The Latest on Public Health Data Reporting and Stage 2 Meaningful Use
We’ve discussed before on this blog how electronic health records — anything from family practice EHR software to large hospital systems —can, in theory, contribute to public health goals by facilitating large-scale epidemiological analysis and similar projects. That’s one more reason, besides the fact that they increase efficiency by about 6% annually, for healthcare providers of all sizes to consider them. And, in fact, it appears that most are: As of 2013, 78% of office-based physicians reported using EHR or EMR software, as opposed to only 18% in 2001. Moreover, more and more providers are focusing on meeting federal meaningful use criteria, with about three-quarters of current EHR users saying their systems are up to that standard.
But has it actually been shown that electronic records do improve public health reporting? As of last month, the answer is yes.

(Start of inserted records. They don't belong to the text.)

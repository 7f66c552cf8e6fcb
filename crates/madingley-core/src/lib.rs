//! # Madingley Core
//!
//! Core types and seam traits for cross-grid-cell ecology in a
//! Madingley-style general ecosystem model.
//!
//! The model tracks animal biomass as **cohorts** and plant biomass as
//! **stocks**, both grouped by functional group inside the cells of a
//! regular latitude/longitude grid. This crate defines:
//!
//! - **Biomass holders**: [`stock::Stock`] and [`cohort::Cohort`]
//! - **Functional groups**: trait/property tables ([`functional_group`])
//! - **The grid seam**: [`grid::ModelGrid`] and the per-cell [`grid::GridCell`]
//! - **The process seams**: [`process::CrossCellProcess`] (formulations that
//!   stage cross-cell effects), [`process::CrossCellApply`] (commits them) and
//!   [`process::ProcessTracker`] (audits them)
//! - **Units**: time-step conversions and cell geometry ([`units`])
//!
//! ## Quick Start
//!
//! ```rust
//! use madingley_core::prelude::*;
//!
//! let mut stock = Stock::new(2, 1.5, 100.0);
//! let snapshot = stock.clone();
//! stock.total_biomass = 250.0;
//!
//! assert_eq!(stock.functional_group_index(), 2);
//! assert_eq!(snapshot.total_biomass, 100.0);
//! ```

pub mod cohort;
pub mod error;
pub mod functional_group;
pub mod grid;
pub mod init;
pub mod process;
pub mod stock;
pub mod types;
pub mod units;
pub mod prelude;
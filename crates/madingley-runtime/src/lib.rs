//! # Madingley Runtime
//!
//! Grid, dispersal, and time-step runtime.
//!
//! The runtime owns the in-memory grid, seeds it with cohorts and stocks,
//! and drives cross-grid-cell ecology once per time step: every cell stages
//! its dispersals through the [`ecology::EcologyCrossGridCell`] coordinator,
//! then a single update commits them.

pub mod apply;
pub mod config;
pub mod dispersal;
pub mod ecology;
pub mod grid_impl;
pub mod metrics;
pub mod model;
pub mod seeding;
pub mod session;
pub mod tracker;
pub mod prelude;
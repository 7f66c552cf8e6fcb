//! Show grid statistics.

use anyhow::{bail, Result};
use colored::Colorize;
use madingley::prelude::*;

use crate::config::current_snapshot_path;

fn print_realm(name: &str, realm: &madingley::runtime::metrics::RealmStats) {
    println!("{}", name.blue().bold());
    println!("  Cells:             {}", realm.cells.to_string().cyan());
    println!("  Cohorts:           {}", realm.cohorts.to_string().cyan());
    println!("  Stocks:            {}", realm.stocks.to_string().cyan());
    println!("  Cohort biomass:    {:.3e} g", realm.cohort_biomass);
    println!("  Stock biomass:     {:.3e} g", realm.stock_biomass);
    println!();
}

pub fn run() -> Result<()> {
    let snapshot_path = current_snapshot_path()?;

    if !snapshot_path.exists() {
        bail!("No snapshot found. Run {} first.", "madingley run".cyan());
    }

    let snapshot = load_snapshot(&snapshot_path)?;
    let meta = &snapshot.metadata;
    let stats = GridStats::compute(&snapshot.grid);

    println!("{}", "Madingley Grid Statistics".white().bold());
    println!("{}", "═".repeat(40).dimmed());
    println!();

    println!("{}", "Run".blue().bold());
    println!("  Run id:            {}", meta.run_id.dimmed());
    println!("  Time step:         {}", meta.time_step.to_string().cyan());
    println!("  Month:             {}", (meta.month + 1).to_string().cyan());
    println!("  Dispersals:        {}", meta.total_dispersals.to_string().cyan());
    println!();

    println!("{}", "Grid".blue().bold());
    println!(
        "  Size:              {} x {} cells",
        snapshot.grid.num_lat_cells(),
        snapshot.grid.num_lon_cells()
    );
    println!("  Cohorts:           {}", stats.cohorts.to_string().cyan());
    println!("  Empty cells:       {}", stats.empty_cells.to_string().cyan());
    println!("  Cohorts per cell:  {:.2}", stats.mean_cohorts_per_cell());
    println!("  Abundance:         {:.3e}", stats.cohort_abundance);
    println!();

    print_realm("Terrestrial", &stats.terrestrial);
    print_realm("Marine", &stats.marine);

    println!("{}", "═".repeat(40).dimmed());

    Ok(())
}
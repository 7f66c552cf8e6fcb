//! # Madingley
//!
//! Cross-grid-cell ecology for Madingley-style general ecosystem models.
//!
//! Animals live on a latitude/longitude grid as **cohorts**, plants as
//! **stocks**. Every time step, each cell hands its cohorts to the
//! cross-grid-cell coordinator, which runs the registered dispersal
//! formulation and stages moves; one update per step then commits them.
//!
//! ## Quick Start
//!
//! ```rust
//! use madingley::prelude::*;
//!
//! // Build and seed a model with the default 6 x 8 coastal grid
//! let mut model = MadingleyModel::from_config(ModelConfig::default()).unwrap();
//! let cohorts = model.grid().total_cohorts();
//!
//! // Run a year of monthly steps
//! let reports = model.run(12).unwrap();
//!
//! // Dispersal moves cohorts; it never creates or destroys them
//! assert_eq!(reports.len(), 12);
//! assert_eq!(model.grid().total_cohorts(), cohorts);
//! ```
//!
//! ## Architecture
//!
//! - [`madingley_core`] - Stock, cohort, functional groups, grid and process traits
//! - [`madingley_runtime`] - Grid implementation, dispersal, coordinator, model loop
//!
//! ## Key Concepts
//!
//! ### Dispersal formulations
//!
//! | Formulation | Who | How far |
//! |-------------|-----|---------|
//! | Advective | Marine plankton | Ocean currents plus eddy diffusion |
//! | Responsive | Starving or sparse cohorts | Body-mass speed, random heading |
//! | Diffusive | Everyone else | Body-mass speed, random heading |
//!
//! ### Two-phase steps
//!
//! `run` only stages moves on the source cell; `update` commits all of them
//! at once, so a cohort crosses at most one cell boundary per visit no
//! matter which order cells run in.

// Re-export all subcrates
pub use madingley_core as core;
pub use madingley_runtime as runtime;

/// Prelude module for convenient imports.
///
/// ```rust
/// use madingley::prelude::*;
/// ```
pub mod prelude {
    // Core types
    pub use madingley_core::types::{CellIndex, CohortId, Direction, Month, Realm, TimeStep};
    pub use madingley_core::cohort::Cohort;
    pub use madingley_core::stock::Stock;
    pub use madingley_core::functional_group::{FunctionalGroup, FunctionalGroupDefinitions};
    pub use madingley_core::init::{DispersalParameters, ModelInitialisation};
    pub use madingley_core::units::TimeStepUnit;

    // Core traits
    pub use madingley_core::grid::{GridCell, ModelGrid};
    pub use madingley_core::process::{CrossCellApply, CrossCellProcess, DispersalRecord, ProcessTracker};

    // Error types
    pub use madingley_core::error::{MadingleyError, Result};

    // Runtime
    pub use madingley_runtime::config::{GridConfig, ModelConfig, RealmLayout};
    pub use madingley_runtime::ecology::{EcologyCrossGridCell, FormulationRegistry};
    pub use madingley_runtime::dispersal::{BasicDispersal, BASIC_DISPERSAL};
    pub use madingley_runtime::grid_impl::CellGrid;
    pub use madingley_runtime::model::{MadingleyModel, TimeStepReport};
    pub use madingley_runtime::metrics::GridStats;
    pub use madingley_runtime::tracker::CrossCellProcessTracker;
    pub use madingley_runtime::session::{load_snapshot, save_snapshot, GridSnapshot};
}
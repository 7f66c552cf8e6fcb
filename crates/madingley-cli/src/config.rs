//! Configuration management for Madingley CLI.

use anyhow::{Context, Result};
use madingley::prelude::ModelConfig;
use serde::{Deserialize, Serialize};
use std::path::{Path, PathBuf};

pub const CONFIG_FILE: &str = "madingley.toml";
pub const DATA_DIR: &str = ".madingley";

/// Madingley project configuration.
#[derive(Debug, Clone, Default, Serialize, Deserialize)]
pub struct Config {
    #[serde(default)]
    pub run: RunConfig,
    #[serde(default)]
    pub model: ModelConfig,
}

#[derive(Debug, Clone, Serialize, Deserialize)]
pub struct RunConfig {
    #[serde(default = "default_steps")]
    pub steps: u64,
}

fn default_steps() -> u64 { 12 }

impl Default for RunConfig {
    fn default() -> Self {
        Self {
            steps: default_steps(),
        }
    }
}

impl Config {
    /// Load config from madingley.toml in the current or parent directories.
    pub fn load() -> Result<Self> {
        match find_config_file() {
            Some(path) => Self::load_from(&path),
            None => Ok(Config::default()),
        }
    }

    pub fn load_from(path: &Path) -> Result<Self> {
        let content = std::fs::read_to_string(path)
            .with_context(|| format!("Failed to read config: {}", path.display()))?;
        let config: Config = toml::from_str(&content)
            .with_context(|| format!("Failed to parse config: {}", path.display()))?;
        config
            .model
            .validate()
            .with_context(|| format!("Invalid config: {}", path.display()))?;
        Ok(config)
    }

    /// Save config to the specified path.
    pub fn save(&self, path: &Path) -> Result<()> {
        let content = toml::to_string_pretty(self)
            .context("Failed to serialize config")?;
        std::fs::write(path, content)
            .with_context(|| format!("Failed to write config: {}", path.display()))?;
        Ok(())
    }
}

/// Find madingley.toml in current or parent directories.
fn find_config_file() -> Option<PathBuf> {
    let mut dir = std::env::current_dir().ok()?;
    loop {
        let config_path = dir.join(CONFIG_FILE);
        if config_path.exists() {
            return Some(config_path);
        }
        if !dir.pop() {
            break;
        }
    }
    None
}

/// Get the Madingley data directory (.madingley/).
pub fn data_dir() -> Result<PathBuf> {
    let dir = std::env::current_dir()?.join(DATA_DIR);
    Ok(dir)
}

/// Get the sessions directory.
pub fn sessions_dir() -> Result<PathBuf> {
    Ok(data_dir()?.join("sessions"))
}

/// Get the current snapshot file path.
pub fn current_snapshot_path() -> Result<PathBuf> {
    Ok(data_dir()?.join("current.json"))
}

#[cfg(test)]
mod tests {
    use super::*;

    #[test]
    fn saved_config_loads_back() {
        let dir = tempfile::tempdir().unwrap();
        let path = dir.path().join(CONFIG_FILE);
        let mut config = Config::default();
        config.run.steps = 24;
        config.model.grid.num_lon_cells = 5;
        config.save(&path).unwrap();

        let loaded = Config::load_from(&path).unwrap();
        assert_eq!(loaded.run.steps, 24);
        assert_eq!(loaded.model, config.model);
    }

    #[test]
    fn partial_file_fills_defaults() {
        let dir = tempfile::tempdir().unwrap();
        let path = dir.path().join(CONFIG_FILE);
        std::fs::write(&path, "[model]\ndispersal_only = true\n").unwrap();

        let loaded = Config::load_from(&path).unwrap();
        assert_eq!(loaded.run.steps, 12);
        assert!(loaded.model.dispersal_only);
        assert_eq!(loaded.model.grid, ModelConfig::default().grid);
    }

    #[test]
    fn invalid_model_is_rejected() {
        let dir = tempfile::tempdir().unwrap();
        let path = dir.path().join(CONFIG_FILE);
        std::fs::write(&path, "[model.grid]\ncell_size = -1.0\n").unwrap();
        assert!(Config::load_from(&path).is_err());
    }
}
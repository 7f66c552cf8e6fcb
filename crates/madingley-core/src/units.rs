//! Time-step units and cell geometry.

use crate::error::MadingleyError;
use serde::{Deserialize, Serialize};
use std::fmt;
use std::str::FromStr;

pub const DAYS_PER_YEAR: f64 = 365.25;
pub const MONTHS_PER_YEAR: f64 = 12.0;
pub const SECONDS_PER_DAY: f64 = 86_400.0;
/// Mean radius of the Earth (km).
pub const EARTH_RADIUS_KM: f64 = 6371.0;

/// The length of one model time step.
#[derive(Debug, Clone, Copy, PartialEq, Eq, Hash, Default, Serialize, Deserialize)]
#[serde(rename_all = "lowercase")]
pub enum TimeStepUnit {
    Day,
    Week,
    #[default]
    Month,
    Year,
}

impl TimeStepUnit {
    pub fn in_days(&self) -> f64 {
        match self {
            TimeStepUnit::Day => 1.0,
            TimeStepUnit::Week => 7.0,
            TimeStepUnit::Month => DAYS_PER_YEAR / MONTHS_PER_YEAR,
            TimeStepUnit::Year => DAYS_PER_YEAR,
        }
    }

    /// Length of one step in months. Dispersal speeds are per month.
    pub fn in_months(&self) -> f64 {
        match self {
            TimeStepUnit::Month => 1.0,
            TimeStepUnit::Year => MONTHS_PER_YEAR,
            other => other.in_days() * MONTHS_PER_YEAR / DAYS_PER_YEAR,
        }
    }

    pub fn in_seconds(&self) -> f64 {
        self.in_days() * SECONDS_PER_DAY
    }
}

impl fmt::Display for TimeStepUnit {
    fn fmt(&self, f: &mut fmt::Formatter<'_>) -> fmt::Result {
        let s = match self {
            TimeStepUnit::Day => "day",
            TimeStepUnit::Week => "week",
            TimeStepUnit::Month => "month",
            TimeStepUnit::Year => "year",
        };
        write!(f, "{}", s)
    }
}

impl FromStr for TimeStepUnit {
    type Err = MadingleyError;

    fn from_str(s: &str) -> Result<Self, Self::Err> {
        match s.trim().to_ascii_lowercase().as_str() {
            "day" => Ok(TimeStepUnit::Day),
            "week" => Ok(TimeStepUnit::Week),
            "month" => Ok(TimeStepUnit::Month),
            "year" => Ok(TimeStepUnit::Year),
            other => Err(MadingleyError::invalid_config(
                "time_step_unit",
                format!("unknown unit '{}'", other),
            )),
        }
    }
}

/// Length of one degree of latitude (km).
pub fn km_per_degree_latitude() -> f64 {
    EARTH_RADIUS_KM * std::f64::consts::PI / 180.0
}

/// Length of one degree of longitude at a latitude (km).
pub fn km_per_degree_longitude(latitude: f64) -> f64 {
    km_per_degree_latitude() * latitude.to_radians().cos()
}

/// Area of a lat/lon cell on the sphere (km²).
pub fn cell_area_km2(bottom_latitude: f64, cell_size_degrees: f64) -> f64 {
    let top = (bottom_latitude + cell_size_degrees).clamp(-90.0, 90.0);
    let bottom = bottom_latitude.clamp(-90.0, 90.0);
    EARTH_RADIUS_KM.powi(2)
        * cell_size_degrees.to_radians()
        * (top.to_radians().sin() - bottom.to_radians().sin()).abs()
}

#[cfg(test)]
mod tests {
    use super::*;

    #[test]
    fn month_conversions() {
        assert_eq!(TimeStepUnit::Month.in_months(), 1.0);
        assert_eq!(TimeStepUnit::Year.in_months(), 12.0);
        let week = TimeStepUnit::Week.in_months();
        assert!((week - 7.0 * 12.0 / 365.25).abs() < 1e-12);
        assert!((TimeStepUnit::Day.in_seconds() - 86_400.0).abs() < 1e-9);
    }

    #[test]
    fn parse_units() {
        assert_eq!("Month".parse::<TimeStepUnit>().unwrap(), TimeStepUnit::Month);
        assert_eq!(" year ".parse::<TimeStepUnit>().unwrap(), TimeStepUnit::Year);
        assert!("fortnight".parse::<TimeStepUnit>().is_err());
    }

    #[test]
    fn equatorial_cell_is_roughly_square() {
        let height = km_per_degree_latitude();
        let width = km_per_degree_longitude(0.5);
        let area = cell_area_km2(0.0, 1.0);
        assert!((height - 111.19).abs() < 0.01);
        assert!((area - height * width).abs() / area < 1e-3);
    }

    #[test]
    fn cells_shrink_towards_the_poles() {
        assert!(cell_area_km2(60.0, 1.0) < cell_area_km2(0.0, 1.0) / 1.9);
        assert!(km_per_degree_longitude(89.9) < 1.0);
    }
}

According to data released by the Office of the National Coordinator for Health IT (ONC), hospitals meeting Stage 2 meaningful use criteria were able to significantly increase their electronic reporting of health data to registries and public health agencies in 2014. “These data clearly demonstrate that public health agencies and hospitals are capable of exchanging electronic health information,” Dawn Heisey-Grove of the ONC told industry website MedicalResearch.com. “Adoption of electronic health records … and other health IT has made it possible to shift from time-intensive, paper-based public health reporting to electronic information exchange, which enables sending more complete information to public health agencies faster.”
What were these hospitals better and faster at reporting? There are three major public health aspects that factor into Stage 2 meaningful use (reporting was optional in Stage 1). The latest data from the ONC show that 88% of Stage 2 hospitals electronically reported to immunization registries, 85% electronically reported their lab results, and 75% electronically reported their syndromic surveillance. Additionally, 70% of medications administered were electronically tracked, 36% of patient transitions were accompanied by electronic summaries, and 15% of patients downloaded or transmitted their own electronic health data.
It’s important to note that this analysis only included data from hospitals using Stage 2-compliant EHRs. That doesn’t mean that the family practice EHR software used by small practices can’t also help in public reporting goals, it just means this particular analysis hasn’t addressed those contexts. The other major step that needs to be taken, Heisey-Grove said in the MedicalResearch.com interview, is assessing whether public health reporting directly leads to better public health outcomes.